Another nail in the coffin . . .

It is not widely reported that the Picturehouse chain is sacking (via redundancy) its projectionists with the exception of the Central venue in London and their facility at the Bradford Media Museum. The latter is restricted by the contract between Picturehouse and the Museum.

Quite a few of the Picturehouse venues, including York’s City Screen, have 35mm and/or 70mm projection. Presumably these will be standing idle from now on. It is sad to see the chain, which had a slightly more varied programme than the multiplexes, joining the rush to downsize the cinema industry. The University of Warwick have a research project into this issue: they estimate 90% of the qualified technical staff in exhibition have already been given the push.

I heard about this by word of mouth. There is little reporting on the issue, even on the internet. The Little Bit Ritzy in Brixton and the Hackney Picturehouse venues both have webpages on this.

Inevitably 35mm and 70mm projection is going to reduce further. And do not believe the hype about digital standards. In Britain nearly all DCPs are 2K or even of lower quality. So far this year I have seen more 35mm prints than I have seen 4K DCPs. To achieve the standard of 35mm requires between 7K and 12K (estimates vary).

Moreover digital projection is not just about pressing buttons. The justification of Cineworld, who now own Picturehouse, is that the industry has moved over to digital. They should learn from their own experience. I tried to watch a Hindi-language film at the Bradford Cineworld. The title was in 2.35:1 but the drapes there were set to 1.85:1! it took three complaints and 30 minutes before the manager (who controlled the technical side) rectified the error.

The cinema in Leeds Light (built for the South African Ster-Kinekor chain known in the UK as ‘Ster Century’) has/had masking for different ratios but since it was taken over by Vue this facility is never used. And the illumination during features varies from quite low to exceedingly bright depending on which auditorium one is in. When I complained regarding the light level that made low-key scenes impenetrable the manager claimed this was the standard level.

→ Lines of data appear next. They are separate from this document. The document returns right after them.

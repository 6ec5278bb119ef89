use serde::Serialize;

use crate::core::state::Ticks;
use crate::error::InvalidInput;

pub type ProcessId = String;

/// A unit of CPU demand known before the run starts.
#[derive(Debug, Clone, PartialEq, Eq, Hash, Serialize)]
pub struct Process {
    pub id: ProcessId,
    pub arrival: Ticks,
    pub burst: Ticks,
}

impl Process {
    pub fn new(id: impl Into<ProcessId>, arrival: Ticks, burst: Ticks) -> Self {
        Self {
            id: id.into(),
            arrival,
            burst,
        }
    }

    /// Builds a process from signed fields, rejecting negative arrivals and
    /// non-positive bursts.
    pub fn from_raw(id: impl Into<ProcessId>, arrival: i64, burst: i64) -> Result<Self, InvalidInput> {
        let id = id.into();
        let Ok(arrival) = Ticks::try_from(arrival) else {
            return Err(InvalidInput::NegativeArrival { id, arrival });
        };
        if burst <= 0 {
            return Err(InvalidInput::NonPositiveBurst { id, burst });
        }
        Ok(Self::new(id, arrival, burst as Ticks))
    }

    /// Builds a process from text fields as typed by a user.
    pub fn parse(id: impl Into<ProcessId>, arrival: &str, burst: &str) -> Result<Self, InvalidInput> {
        let id = id.into();
        let arrival = parse_field(&id, "arrival", arrival)?;
        let burst = parse_field(&id, "burst", burst)?;
        Self::from_raw(id, arrival, burst)
    }
}

fn parse_field(id: &str, field: &'static str, raw: &str) -> Result<i64, InvalidInput> {
    let raw = raw.trim();
    if raw.is_empty() {
        return Err(InvalidInput::MissingField {
            id: id.to_owned(),
            field,
        });
    }
    raw.parse().map_err(|_| InvalidInput::MalformedField {
        id: id.to_owned(),
        field,
        value: raw.to_owned(),
    })
}

/// Per-process timing row of a finished run.
#[derive(Debug, Clone, PartialEq, Eq, Serialize)]
pub struct ProcessStats {
    pub process: Process,
    pub completion: Ticks,
    pub turnaround: Ticks,
    pub waiting: Ticks,
    pub response: Ticks,
}
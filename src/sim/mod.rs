pub mod driver;
pub mod job;
pub mod result;

pub use driver::{Sim, simulate};
pub use job::{Process, ProcessId, ProcessStats};
pub use result::SimulationResult;
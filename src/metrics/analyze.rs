use average::Mean;
use serde::Serialize;

use crate::core::Ticks;
use crate::sim::SimulationResult;

/// Read-only summary of one [`SimulationResult`].
#[derive(Debug, Clone, PartialEq, Serialize)]
pub struct Metrics {
    /// End of the last Gantt slice.
    pub total_time: Ticks,
    pub total_burst: Ticks,
    /// Busy share of `total_time`, in percent.
    pub cpu_utilization: f64,
    /// Completed processes per tick.
    pub throughput: f64,
    /// Turnaround over burst, one per process in result order.
    pub response_ratios: Vec<f64>,
    pub avg_response_ratio: f64,
    pub avg_waiting: f64,
    pub avg_turnaround: f64,
    pub avg_response: f64,
    pub context_switches: usize,
}

/// Derives [`Metrics`] from a run.
///
/// Never fails: a zero `total_time` yields zero utilization and throughput,
/// and a zero burst yields an infinite response ratio.
pub fn analyze(result: &SimulationResult) -> Metrics {
    let total_time = result.makespan();
    let total_burst = result.total_burst();

    let (cpu_utilization, throughput) = if total_time == 0 {
        (0.0, 0.0)
    } else {
        (
            total_burst as f64 / total_time as f64 * 100.0,
            result.processes.len() as f64 / total_time as f64,
        )
    };

    let response_ratios: Vec<f64> = result
        .processes
        .iter()
        .map(|row| response_ratio(row.turnaround, row.process.burst))
        .collect();

    Metrics {
        total_time,
        total_burst,
        cpu_utilization,
        throughput,
        avg_response_ratio: mean_ratio(&response_ratios),
        response_ratios,
        avg_waiting: result.avg_waiting(),
        avg_turnaround: result.avg_turnaround(),
        avg_response: result.avg_response(),
        context_switches: result.context_switches,
    }
}

pub fn response_ratio(turnaround: Ticks, burst: Ticks) -> f64 {
    if burst == 0 {
        return f64::INFINITY;
    }
    turnaround as f64 / burst as f64
}

// Incremental means turn inf - inf into NaN, so infinity short-circuits.
fn mean_ratio(ratios: &[f64]) -> f64 {
    if ratios.iter().any(|r| r.is_infinite()) {
        return f64::INFINITY;
    }
    ratios.iter().copied().collect::<Mean>().mean()
}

Cineworld have already had strikes over low wages at Picturehouse venues this year. It seems that at least at some of the outlets there are protests about the issue. But the deafening silence on the issue means that (probably) most members or customers are unaware of what is happening.

The lost art …


  1. Roy Stafford

    Picturehouses are also the cause for concern re their new venture in West Norwood, South London where they are planning to open a cinema with Lambeth Council and apparently trying to persuade the council to accept what could be bad practice re building/planning regulations. Lambeth Council is also a ‘London Living Wage’ supporter – and Picturehouses has got a bad record on paying Living Wage rates. In Lewisham it looks like the council are going to partner Curzon because of the employment issues at Picturehouses. All this is discussed on the Brixton Blog.


  2. John Hall

    Shameful. Thanks for spreading the word. The Curzon chain in London and elsewhere is just as bad. All has been surrendered to the profit motive.


  3. keith1942

    Roy’s comments are to the point. When Cineworld bought Picturehouse, as I remember, there were some assurances regarding the autonomy and running of the chain. These are presumably are unenforceable.
    As for profits, that is the rationale of such companies. What is of concern is the short-termism of the company policy. Essentially, for corporations, cinema exhibition is the ‘front page’ of their operations; exhibition box office still affects sales and rentals in other formats. But I wonder if that is a long-term strategy. We are getting new screens but increasingly they seem less like cinemas and more like video lounges. The deterioration in projection provision seems part of a change that will make cinema as a public space either redundant or as specialist as staged opera.
    And the BFI strategy seems, as usual, to limp along behind. Much of their annual provision goes into production, and many of the titles never actually see the inside of a cinema. We do need a strategy to defend and retain independent exhibition.